Rooted in the suburban wilderness of American malls and SUVs- Goodwin and his family struck out, after a “post-Christmas funk” in 2008 (the same year of the global financial crisis), on a year-long journey armed with four rules to re-orient their lives beyond market forces, towards a reconciliation with the people and places that provide so much of the practical needs of their life- all in the context of pursuing a simpler life, and a more robust, whole-life Christian faith. The four rules that served as their guides were:
Local: “We decided to buy goods from local producers, manufacturers, or growers…We wanted to place value on things in a way that wasn’t based solely on their price, forming a new economy of consumable goods anchored in caring relationships with people we know…We agreed we would seek to do field trips to as many of these local producers as possible, meeting the people involved in bringing our goods to market, learning their way of life, their hopes and dreams and challenges…” (p.15)
Used: “We would buy used products, preferably from one household to another. Craigslist and eBay would be our new shopping malls. Second-hand stores and garage sales would take on a whole new significance… ” (p.15)

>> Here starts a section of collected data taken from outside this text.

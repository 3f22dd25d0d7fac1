//! Unit test infrastructure for transcds
//!
//! Tests are organized by module:
//! - `gencode` - Genetic-code tables and the registry
//! - `ambiguity` - IUPAC ambiguity resolution
//! - `translate` - The CDS translation driver
//! - `digests` - Normalized sequence digests

pub mod digests;
pub mod gencode;
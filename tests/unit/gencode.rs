//! Unit tests for genetic-code tables and the registry

use transcds::{TranscdsError, TranslationTable};

const BASES: [u8; 4] = [b'T', b'C', b'A', b'G'];

fn all_codons() -> Vec<[u8; 3]> {
    let mut codons = Vec::with_capacity(64);
    for &b1 in &BASES {
        for &b2 in &BASES {
            for &b3 in &BASES {
                codons.push([b1, b2, b3]);
            }
        }
    }
    codons
}

#[test]
fn test_registry_names() {
    assert_eq!(TranslationTable::lookup("standard").unwrap(), TranslationTable::Standard);
    assert_eq!(
        TranslationTable::lookup("selenocysteine").unwrap(),
        TranslationTable::Selenocysteine
    );
    assert_eq!(
        TranslationTable::lookup("vertebrate_mitochondrial").unwrap(),
        TranslationTable::VertebrateMitochondrial
    );

    let err = TranslationTable::lookup("yeast_mitochondrial").unwrap_err();
    assert_eq!(err, TranscdsError::UnknownTable { name: "yeast_mitochondrial".to_string() });

    // FromStr goes through the same registry
    let parsed: TranslationTable = "selenocysteine".parse().unwrap();
    assert_eq!(parsed, TranslationTable::Selenocysteine);
    assert!("".parse::<TranslationTable>().is_err());
}

#[test]
fn test_default_table_is_standard() {
    assert_eq!(TranslationTable::default(), TranslationTable::Standard);
    assert_eq!(TranslationTable::Standard.name(), "standard");
}

#[test]
fn test_selenocysteine_differs_from_standard_only_at_tga() {
    let standard = TranslationTable::Standard.code();
    let sec = TranslationTable::Selenocysteine.code();
    for codon in all_codons() {
        let expected = if &codon == b"TGA" { b'U' } else { standard.codon_to_aa(&codon) };
        assert_eq!(
            sec.codon_to_aa(&codon),
            expected,
            "{}",
            std::str::from_utf8(&codon).unwrap()
        );
    }
}

#[test]
fn test_vertebrate_mitochondrial_recodings() {
    let standard = TranslationTable::Standard.code();
    let mito = TranslationTable::VertebrateMitochondrial.code();
    for codon in all_codons() {
        let expected = match &codon {
            b"TGA" => b'W',
            b"ATA" => b'M',
            b"AGA" | b"AGG" => b'*',
            other => standard.codon_to_aa(other),
        };
        assert_eq!(
            mito.codon_to_aa(&codon),
            expected,
            "{}",
            std::str::from_utf8(&codon).unwrap()
        );
    }
}

#[test]
fn test_stop_codon_sets() {
    let standard = TranslationTable::Standard.code();
    let stops: Vec<String> = all_codons()
        .into_iter()
        .filter(|codon| standard.is_stop_codon(codon))
        .map(|codon| String::from_utf8(codon.to_vec()).unwrap())
        .collect();
    assert_eq!(stops, ["TAA", "TAG", "TGA"]);

    let mito = TranslationTable::VertebrateMitochondrial.code();
    let stops: Vec<String> = all_codons()
        .into_iter()
        .filter(|codon| mito.is_stop_codon(codon))
        .map(|codon| String::from_utf8(codon.to_vec()).unwrap())
        .collect();
    assert_eq!(stops, ["TAA", "TAG", "AGA", "AGG"]);

    let sec = TranslationTable::Selenocysteine.code();
    assert!(!sec.is_stop_codon(b"TGA"));
}

#[test]
fn test_start_codon_predicates() {
    let standard = TranslationTable::Standard.code();
    for codon in [b"ATG", b"CTG", b"TTG"] {
        assert!(standard.is_start_codon(codon));
    }
    assert!(!standard.is_start_codon(b"GTG"));

    let mito = TranslationTable::VertebrateMitochondrial.code();
    for codon in [b"ATT", b"ATC", b"ATA", b"ATG", b"GTG"] {
        assert!(mito.is_start_codon(codon));
    }
    assert!(!mito.is_start_codon(b"TTG"));
}
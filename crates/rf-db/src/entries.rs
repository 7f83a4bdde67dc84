//! Entry repository for reflection journal entries
//!
//! Table: entries (id, data, created_at, updated_at). The `work`, `struggle`
//! and `intention` fields live together inside the JSON `data` column; `id`
//! and the timestamps are first-class columns. Reads reshape the stored row
//! back into the flat [`Entry`] view.

use chrono::{DateTime, Utc};
use rf_core::{StoreError, StoreResult};
use serde::{Deserialize, Serialize};
use serde_json::{Map, Value as JsonValue};
use sqlx::{FromRow, PgPool};
use uuid::Uuid;

/// Entry row from database
#[derive(Debug, Clone, FromRow)]
struct EntryRow {
    id: String,
    data: JsonValue,
    created_at: DateTime<Utc>,
    updated_at: DateTime<Utc>,
}

/// Flat entry view reshaped from a stored row
#[derive(Debug, Clone, PartialEq, Serialize, Deserialize)]
pub struct Entry {
    pub id: String,
    pub work: String,
    pub struggle: String,
    pub intention: String,
    pub created_at: DateTime<Utc>,
    pub updated_at: DateTime<Utc>,
}

impl Entry {
    fn from_row(row: EntryRow) -> StoreResult<Self> {
        Ok(Self {
            work: payload_field(&row.id, &row.data, "work")?,
            struggle: payload_field(&row.id, &row.data, "struggle")?,
            intention: payload_field(&row.id, &row.data, "intention")?,
            id: row.id,
            created_at: row.created_at,
            updated_at: row.updated_at,
        })
    }
}

/// DTO for creating an entry
///
/// Extra fields round-trip through the payload blob unchanged. Datetimes
/// serialize as ISO-8601 strings inside the blob.
#[derive(Debug, Clone, Serialize, Deserialize)]
pub struct CreateEntryDto {
    /// Client-supplied id; a random v4 UUID is assigned when absent
    #[serde(skip_serializing_if = "Option::is_none")]
    pub id: Option<String>,
    pub work: String,
    pub struggle: String,
    pub intention: String,
    pub created_at: DateTime<Utc>,
    pub updated_at: DateTime<Utc>,
    #[serde(flatten)]
    pub extra: Map<String, JsonValue>,
}

/// DTO for updating an entry
///
/// The stored payload is fully replaced, not merged: fields not passed here
/// (beyond the injected `id` and `updated_at`) are lost.
#[derive(Debug, Clone, Serialize, Deserialize)]
pub struct UpdateEntryDto {
    pub work: String,
    pub struggle: String,
    pub intention: String,
    #[serde(flatten)]
    pub extra: Map<String, JsonValue>,
}

/// The id that will be stored for a create: the client-supplied one, or a
/// fresh random UUID
fn assigned_id(dto: &CreateEntryDto) -> String {
    dto.id
        .clone()
        .unwrap_or_else(|| Uuid::new_v4().to_string())
}

/// Serialize the create input as the payload blob. The generated id is not
/// injected; it lives in the id column and a client-supplied id passes
/// through via the DTO itself.
fn create_payload(dto: &CreateEntryDto) -> StoreResult<JsonValue> {
    Ok(serde_json::to_value(dto)?)
}

/// Serialize the update input as the payload blob, stamping `id` and
/// `updated_at` over whatever the caller passed
fn update_payload(
    dto: &UpdateEntryDto,
    entry_id: &str,
    updated_at: DateTime<Utc>,
) -> StoreResult<JsonValue> {
    let mut payload = serde_json::to_value(dto)?;
    if let JsonValue::Object(map) = &mut payload {
        map.insert("id".to_string(), JsonValue::String(entry_id.to_string()));
        map.insert("updated_at".to_string(), serde_json::to_value(updated_at)?);
    }
    Ok(payload)
}

fn payload_field(id: &str, data: &JsonValue, field: &'static str) -> StoreResult<String> {
    data.get(field)
        .and_then(JsonValue::as_str)
        .map(str::to_string)
        .ok_or_else(|| StoreError::MalformedRecord {
            id: id.to_string(),
            field,
        })
}

/// Entry repository
///
/// Each operation runs one parameterized statement on a pooled connection.
/// No transactions, no caching, no retry.
#[derive(Clone)]
pub struct EntryRepository {
    pool: PgPool,
}

impl EntryRepository {
    pub fn new(pool: PgPool) -> Self {
        Self { pool }
    }

    /// Insert a new entry and return it as read back from the database
    pub async fn create(&self, dto: CreateEntryDto) -> StoreResult<Entry> {
        let entry_id = assigned_id(&dto);
        let data = create_payload(&dto)?;

        let row = sqlx::query_as::<_, EntryRow>(
            r#"
            INSERT INTO entries (id, data, created_at, updated_at)
            VALUES ($1, $2, $3, $4)
            RETURNING id, data, created_at, updated_at
            "#,
        )
        .bind(&entry_id)
        .bind(&data)
        .bind(dto.created_at)
        .bind(dto.updated_at)
        .fetch_one(&self.pool)
        .await?;

        Entry::from_row(row)
    }

    /// Fetch every entry in storage order
    pub async fn find_all(&self) -> StoreResult<Vec<Entry>> {
        let rows =
            sqlx::query_as::<_, EntryRow>("SELECT id, data, created_at, updated_at FROM entries")
                .fetch_all(&self.pool)
                .await?;

        rows.into_iter().map(Entry::from_row).collect()
    }

    /// Fetch one entry by id; `None` when no row matches
    pub async fn find_by_id(&self, entry_id: &str) -> StoreResult<Option<Entry>> {
        let row = sqlx::query_as::<_, EntryRow>(
            "SELECT id, data, created_at, updated_at FROM entries WHERE id = $1",
        )
        .bind(entry_id)
        .fetch_optional(&self.pool)
        .await?;

        row.map(Entry::from_row).transpose()
    }

    /// Overwrite an entry's payload and bump `updated_at` to now (UTC).
    /// A nonexistent id affects zero rows and is a silent success.
    pub async fn update(&self, entry_id: &str, dto: UpdateEntryDto) -> StoreResult<()> {
        let updated_at = Utc::now();
        let data = update_payload(&dto, entry_id, updated_at)?;

        sqlx::query(
            r#"
            UPDATE entries
            SET data = $2, updated_at = $3
            WHERE id = $1
            "#,
        )
        .bind(entry_id)
        .bind(&data)
        .bind(updated_at)
        .execute(&self.pool)
        .await?;

        Ok(())
    }

    /// Delete one entry by id; a nonexistent id is a silent no-op
    pub async fn delete(&self, entry_id: &str) -> StoreResult<()> {
        sqlx::query("DELETE FROM entries WHERE id = $1")
            .bind(entry_id)
            .execute(&self.pool)
            .await?;

        Ok(())
    }

    /// Delete every entry unconditionally
    pub async fn delete_all(&self) -> StoreResult<()> {
        sqlx::query("DELETE FROM entries")
            .execute(&self.pool)
            .await?;

        Ok(())
    }
}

Homegrown: “We had been novice gardeners, cultivating a small patch in our backyard for a few years. For the first time we would look to our yard as potential cropland, and our harvest as an essential component of our health and well being…” (p.16)
Homemade: “Those things that weren’t available by other means, we would seek to make at home. We agreed to allow some flexibility in buying the raw materials necessary to make the finished product, but we would try to get them from local sources…” (p.16)
Thailand: “There was one major glitch in our newly emerging economy of local, used, homegrown, and homemade goods. The one food item we couldn’t stomach giving up was coffee…we soon settled on the idea of choosing an international location from which we could buy select items during our year, including coffee…Nancy lived in Thailand for two years after graduating from college, which was invaluable as we sought to learn about the region and the people who live there, the economies of their lives, and how our consumption would impact them in positive and negative ways.” (p.16-17)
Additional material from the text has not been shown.